Note that unlike other questions, this is not about any RNN structure. I wish to create a model that has changing gradients, and will look like below. The breakpoints are manually supplied.

The model that I have created is as follows:

class Trend(nn.Module):
    """
    Broken Trend model, with breakpoints as defined by user.
    """
    def __init__(self, breakpoints):
        super().__init__()
        self.bpoints = breakpoints[None, :]
        self.init_layer = nn.Linear(1,1) # first linear bit
        # extract gradient and bias
        w = self.init_layer.weight
        b = self.init_layer.bias
        self.params = [[w,b]] # save it to buffer
            
        if len(breakpoints>0):
            # create deltas which is how the gradient will change
            deltas = torch.randn(len(breakpoints)) / len(breakpoints) # initialisation
            self.deltas = nn.Parameter(deltas) # make it a parameter
            
            for d, x1 in zip(self.deltas, breakpoints):
                y1 = w *x1 + b # find the endpoint of line segment (x1, y1)
                w = w + d # add on the delta to gradient 
                b = y1 - w * x1 # find new bias of line segment 
                self.params.append([w,b]) # add to buffer

        # create buffer
        self.wb = torch.zeros(len(self.params), len(self.params[0]))
        
    def __copy2array(self):
        """
        Saves parameters into wb
        """
        for i in range(self.wb.shape[0]):
            for j in range(self.wb.shape[1]):
                self.wb[i,j] = self.params[i][j]
        
    def forward(self, x):
        # get the line segment area (x_sec) for each x
        x_sec = x >= self.bpoints
        x_sec = x_sec.sum(1)
        self.__copy2array() # copy across parameters into matrix
        
        # get final prediction y = mx +b for relevant section
        return x*self.wb[x_sec][:,:1] + self.wb[x_sec][:,1:]

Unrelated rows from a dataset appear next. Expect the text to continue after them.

//! Max-min saturation.
//!
//! # Algorithm
//!
//! ```text
//! reset value of every enabled variable in scope
//! for each constraint in scope:
//!     remaining = bound
//!     usage     = Σ coef / weight        (max for fatpipe)
//!     light    += (constraint, remaining / usage)   if usage > 0
//! loop while light is non-empty:
//!     min_usage = smallest remaining / usage        (the most constrained)
//!     saturate every variable active on those constraints:
//!         value = min_usage / weight, unless a variable bound is tighter,
//!         in which case only the tightest bounded variables are pinned
//!     subtract the pinned consumption from every constraint they touch,
//!     dropping constraints whose remaining or usage reaches zero
//! ```
//!
//! Scope is every active constraint (full solve) or the modified set and
//! its closure through enabled variables (selective solve).

use std::collections::VecDeque;

use gs_core::{ConstraintId, VariableId, double_equals, double_positive, double_update};
use tracing::trace;

use crate::System;
use crate::constraint::{Constraint, ElemRef, SharingPolicy};
use crate::variable::Variable;

/// A constraint that is not saturated yet.
#[derive(Copy, Clone, Debug)]
struct Light {
    cnst:                 ConstraintId,
    remaining_over_usage: f64,
}

impl System {
    /// Recompute the value of every enabled variable in scope.
    ///
    /// Does nothing when no constraint, variable, or weight changed since
    /// the previous call, so solving twice in a row is idempotent.
    pub fn solve(&mut self) {
        if !self.modified {
            return;
        }
        let scope: Vec<ConstraintId> = if self.selective_update {
            self.modified_constraints.clone()
        } else {
            self.active_constraints.clone()
        };
        self.solve_scope(&scope);
        self.modified = false;
        if self.selective_update {
            self.remove_all_modified_set();
        }
    }

    fn solve_scope(&mut self, scope: &[ConstraintId]) {
        let precision = self.precision;
        let System { constraints, variables, saturated_variables, track_changes, tracked, .. } = self;

        for &c in scope {
            for r in &constraints[c.index()].elements {
                let var = &mut variables[r.var.index()];
                if var.weight > 0.0 {
                    var.value = 0.0;
                }
            }
        }

        // ── Initial usage of every constraint in scope ────────────────────
        let mut light: Vec<Light> = Vec::with_capacity(scope.len());
        let mut saturated: Vec<usize> = Vec::new();
        let mut min_usage = -1.0f64;
        let mut min_bound = -1.0f64;

        for &c in scope {
            let cnst = &mut constraints[c.index()];
            cnst.light = None;
            cnst.active.clear();
            cnst.remaining = cnst.bound;
            cnst.usage = 0.0;
            if !double_positive(cnst.remaining, cnst.bound * precision) {
                continue;
            }
            for k in 0..cnst.elements.len() {
                let r = cnst.elements[k];
                let var = &mut variables[r.var.index()];
                if var.weight <= 0.0 {
                    continue;
                }
                let coef = var.elements[r.slot as usize].consumption_weight;
                if coef <= 0.0 {
                    continue;
                }
                match cnst.policy {
                    SharingPolicy::Shared  => cnst.usage += coef / var.weight,
                    SharingPolicy::Fatpipe => cnst.usage = cnst.usage.max(coef / var.weight),
                }
                cnst.active.push(r);
                if *track_changes && !var.tracked {
                    var.tracked = true;
                    tracked.push(r.var);
                }
            }
            if cnst.usage > 0.0 {
                let rou = cnst.remaining / cnst.usage;
                cnst.light = Some(light.len());
                light.push(Light { cnst: c, remaining_over_usage: rou });
                saturated_constraints_update(rou, light.len() - 1, &mut saturated, &mut min_usage);
            }
        }
        saturated_variable_set_update(&light, &saturated, &constraints[..], &mut variables[..], saturated_variables);

        // ── Saturation loop ───────────────────────────────────────────────
        let mut rounds = 0usize;
        while !light.is_empty() {
            rounds += 1;
            for &v in saturated_variables.iter() {
                let var = &variables[v.index()];
                let pinned = var.bound * var.weight;
                if var.bound > 0.0 && pinned < min_usage {
                    min_bound = if min_bound < 0.0 { pinned } else { min_bound.min(pinned) };
                }
            }

            while let Some(v) = saturated_variables.pop_front() {
                let var = &mut variables[v.index()];
                var.saturated = false;
                if min_bound < 0.0 {
                    var.value = min_usage / var.weight;
                } else if double_equals(min_bound, var.bound * var.weight, precision) {
                    var.value = var.bound;
                } else {
                    // Not the tightest bound: it comes back in a later pass.
                    continue;
                }
                let (value, weight) = (var.value, var.weight);

                for slot in 0..variables[v.index()].elements.len() {
                    let e = variables[v.index()].elements[slot];
                    let r = ElemRef { var: v, slot: slot as u32 };
                    let c = e.constraint;
                    let exhausted = {
                        let cnst = &mut constraints[c.index()];
                        match cnst.policy {
                            SharingPolicy::Shared => {
                                double_update(&mut cnst.remaining, e.consumption_weight * value, cnst.bound * precision);
                                double_update(&mut cnst.usage, e.consumption_weight / weight, precision);
                            }
                            SharingPolicy::Fatpipe => {
                                cnst.usage = fatpipe_residual_usage(cnst, r, &variables[..]);
                            }
                        }
                        cnst.remove_active(r);
                        !double_positive(cnst.usage, precision)
                            || !double_positive(cnst.remaining, cnst.bound * precision)
                    };
                    if exhausted {
                        remove_light(&mut light, &mut constraints[..], c);
                    } else if let Some(i) = constraints[c.index()].light {
                        let cnst = &constraints[c.index()];
                        light[i].remaining_over_usage = cnst.remaining / cnst.usage;
                    }
                }
            }

            // ── Next most-constrained set ─────────────────────────────────
            min_usage = -1.0;
            min_bound = -1.0;
            saturated.clear();
            drop_idle_lights(&mut light, &mut constraints[..]);
            for pos in 0..light.len() {
                saturated_constraints_update(light[pos].remaining_over_usage, pos, &mut saturated, &mut min_usage);
            }
            saturated_variable_set_update(&light, &saturated, &constraints[..], &mut variables[..], saturated_variables);
        }
        trace!(constraints = scope.len(), rounds, "max-min system solved");
    }
}

/// Track the constraint(s) with the smallest `remaining / usage`.
fn saturated_constraints_update(usage: f64, pos: usize, saturated: &mut Vec<usize>, min_usage: &mut f64) {
    if *min_usage < 0.0 || *min_usage > usage {
        *min_usage = usage;
        saturated.clear();
        saturated.push(pos);
    } else if *min_usage == usage {
        saturated.push(pos);
    }
}

/// Queue every variable still active on a saturated constraint.
fn saturated_variable_set_update(
    light:       &[Light],
    saturated:   &[usize],
    constraints: &[Constraint],
    variables:   &mut [Variable],
    queue:       &mut VecDeque<VariableId>,
) {
    for &pos in saturated {
        for r in &constraints[light[pos].cnst.index()].active {
            let var = &mut variables[r.var.index()];
            if var.elements[r.slot as usize].consumption_weight > 0.0 && !var.saturated {
                var.saturated = true;
                queue.push_back(r.var);
            }
        }
    }
}

/// Usage of a fatpipe constraint once `fixed` stops competing: the largest
/// contribution among variables not yet given a value.
fn fatpipe_residual_usage(cnst: &Constraint, fixed: ElemRef, variables: &[Variable]) -> f64 {
    let mut usage = 0.0f64;
    for r in &cnst.elements {
        if *r == fixed {
            continue;
        }
        let var = &variables[r.var.index()];
        if var.weight <= 0.0 || var.value > 0.0 {
            continue;
        }
        let coef = var.elements[r.slot as usize].consumption_weight;
        if coef > 0.0 {
            usage = usage.max(coef / var.weight);
        }
    }
    usage
}

fn remove_light(light: &mut Vec<Light>, constraints: &mut [Constraint], c: ConstraintId) {
    let Some(i) = constraints[c.index()].light.take() else {
        return;
    };
    light.swap_remove(i);
    if let Some(moved) = light.get(i) {
        constraints[moved.cnst.index()].light = Some(i);
    }
}

/// Drop constraints that still look unsaturated only through rounding but
/// have no active element left to saturate.
fn drop_idle_lights(light: &mut Vec<Light>, constraints: &mut [Constraint]) {
    let mut i = 0;
    while i < light.len() {
        let c = light[i].cnst;
        if constraints[c.index()].active.is_empty() {
            trace!(constraint = %c, "dropping idle constraint from saturation");
            remove_light(light, constraints, c);
        } else {
            i += 1;
        }
    }
}
impl Platform {
    /// A platform with no hosts.  Every routing request fails.
    pub fn empty() -> Self {
        // An empty builder cannot fail validation.
        PlatformBuilder::new().seal()
    }

    // ── Dimensions ────────────────────────────────────────────────────────

    pub fn netpoint_count(&self) -> usize {
        self.netpoints.len()
    }

    pub fn resource_count(&self) -> usize {
        self.resources.len()
    }

    pub fn hop_count(&self) -> usize {
        self.hop_link.len()
    }

    // ── Lookups ───────────────────────────────────────────────────────────

    pub fn netpoint(&self, id: NetPointId) -> PlatformResult<&NetPoint> {
        self.netpoints.get(id.index()).ok_or(PlatformError::UnknownNetPoint(id))
    }

    pub fn resource(&self, id: ResourceId) -> PlatformResult<&ResourceSpec> {
        self.resources.get(id.index()).ok_or(PlatformError::UnknownResource(id))
    }

    pub fn resource_name(&self, id: ResourceId) -> PlatformResult<&str> {
        self.resource_names
            .get(id.index())
            .map(String::as_str)
            .ok_or(PlatformError::UnknownResource(id))
    }

    /// Every resource in id order.
    pub fn resources(&self) -> impl Iterator<Item = (ResourceId, &ResourceSpec)> + '_ {
        self.resources.iter().enumerate().map(|(i, r)| (ResourceId(i as u32), r))
    }

    /// Every host in id order.
    pub fn hosts(&self) -> impl Iterator<Item = NetPointId> + '_ {
        self.netpoints
            .iter()
            .enumerate()
            .filter(|(_, p)| matches!(p.kind, NetPointKind::Host { .. }))
            .map(|(i, _)| NetPointId(i as u32))
    }

    /// Net point (host or router) called `name`.
    pub fn netpoint_by_name(&self, name: &str) -> Option<NetPointId> {
        match self.names.get(name) {
            Some(Named::NetPoint(id)) => Some(*id),
            _ => None,
        }
    }

    /// CPU, link or disk called `name`.
    pub fn resource_by_name(&self, name: &str) -> Option<ResourceId> {
        match self.names.get(name) {
            Some(Named::Resource(id)) => Some(*id),
            _ => None,
        }
    }

    /// The CPU resource of `host`.
    pub fn cpu_of(&self, host: NetPointId) -> PlatformResult<ResourceId> {
        match self.netpoint(host)?.kind {
            NetPointKind::Host { cpu } => Ok(cpu),
            NetPointKind::Router => Err(PlatformError::NotAHost(host)),
        }
    }

    /// Disks attached to `host`, in creation order.
    pub fn disks_of(&self, host: NetPointId) -> Vec<ResourceId> {
        self.resources()
            .filter(|(_, r)| matches!(r, ResourceSpec::Disk { host: h, .. } if *h == host))
            .map(|(id, _)| id)
            .collect()
    }

    /// The host a CPU or disk belongs to; `None` for links.
    pub fn host_of(&self, id: ResourceId) -> PlatformResult<Option<NetPointId>> {
        Ok(match *self.resource(id)? {
            ResourceSpec::Cpu { host, .. } | ResourceSpec::Disk { host, .. } => Some(host),
            ResourceSpec::Link { .. } => None,
        })
    }

    // ── Graph traversal ───────────────────────────────────────────────────

    /// Indices of the hops leaving `node`.  A contiguous range.
    #[inline]
    pub fn out_hops(&self, node: NetPointId) -> impl Iterator<Item = usize> + '_ {
        let start = self.node_out_start[node.index()] as usize;
        let end   = self.node_out_start[node.index() + 1] as usize;
        start..end
    }

    /// Explicit route registered for `(src, dst)`, if any.
    pub fn explicit_route(&self, src: NetPointId, dst: NetPointId) -> Option<&[ResourceId]> {
        self.routes.get(&(src, dst)).map(Vec::as_slice)
    }

    /// Resolve the links from `src` to `dst`: the explicit route when one
    /// was registered, otherwise whatever `router` computes.  Same source
    /// and destination gives an empty route.
    pub fn route<R: Router + ?Sized>(&self, router: &R, src: NetPointId, dst: NetPointId) -> PlatformResult<Route> {
        self.netpoint(src)?;
        self.netpoint(dst)?;
        if let Some(links) = self.explicit_route(src, dst) {
            let latency = links.iter().map(|&l| self.resources[l.index()].latency()).sum();
            return Ok(Route { links: links.to_vec(), latency });
        }
        if src == dst {
            return Ok(Route::default());
        }
        router.route(self, src, dst)
    }

    /// Sum of the latencies along `links`.
    pub fn latency_of(&self, links: &[ResourceId]) -> PlatformResult<f64> {
        let mut total = 0.0;
        for &l in links {
            total += self.resource(l)?.latency();
        }
        Ok(total)
    }
}

// ── PlatformBuilder ───────────────────────────────────────────────────────────

/// Describe a platform incrementally, then [`build`](Self::build) it.
///
/// # Example
///
/// ```
/// use gs_platform::{LinkSharing, PlatformBuilder, ShortestPathRouter};
///
/// let mut b = PlatformBuilder::new();
/// let alice = b.add_host("alice", 1e9, 1).unwrap();
/// let bob   = b.add_host("bob", 1e9, 1).unwrap();
/// let wire  = b.add_link("wire", 1.25e8, 1e-4, LinkSharing::Shared).unwrap();
/// b.connect(wire, alice, bob).unwrap();
/// let platform = b.build().unwrap();
///
/// let route = platform.route(&ShortestPathRouter, alice, bob).unwrap();
/// assert_eq!(route.links, vec![wire]);
/// ```
pub struct PlatformBuilder {
    netpoints:      Vec<NetPoint>,
    resources:      Vec<ResourceSpec>,
    resource_names: Vec<String>,
    names:          BTreeMap<String, Named>,
    raw_hops:       Vec<RawHop>,
    routes:         BTreeMap<(NetPointId, NetPointId), Vec<ResourceId>>,
}

struct RawHop {
    from: NetPointId,
    to:   NetPointId,
    link: ResourceId,
}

However, once I attempt to train it I get the error RuntimeError: Trying to backward through the graph a second time, but the buffers have already been freed. Specify retain_graph=True when calling backward the first time.

I obtained the above plot by doing:

time = torch.arange(700).float()[:,None]
y_pred = model(time)
plt.plot(time, y_pred.detach().numpy())
plt.show()

So we know the forward pass is working as expected. However the backward pass is not quite working. Was wondering what I need to change to get it working.

If you’re wondering why __copy2array is being used, when I tried to use torch.Tensor(self.params) it destroyed the gradients in those parameters. Thanks in advance.

albanD · October 25, 2019, 2:42pm

Hi,

So the problem comes from the fact that you perform some computations with your parameters in the __init__ method and then use these results at every forward. This means that the part of the computations you do in __init__ is shared for every forward and thus the error because you backward in the part of the graph multiple times.

I think the problem is that you perform computations in the __init__ that should be in the forward.
Indeed, the biases for each section will change when you learnt slope will change. So you cannot precompute them.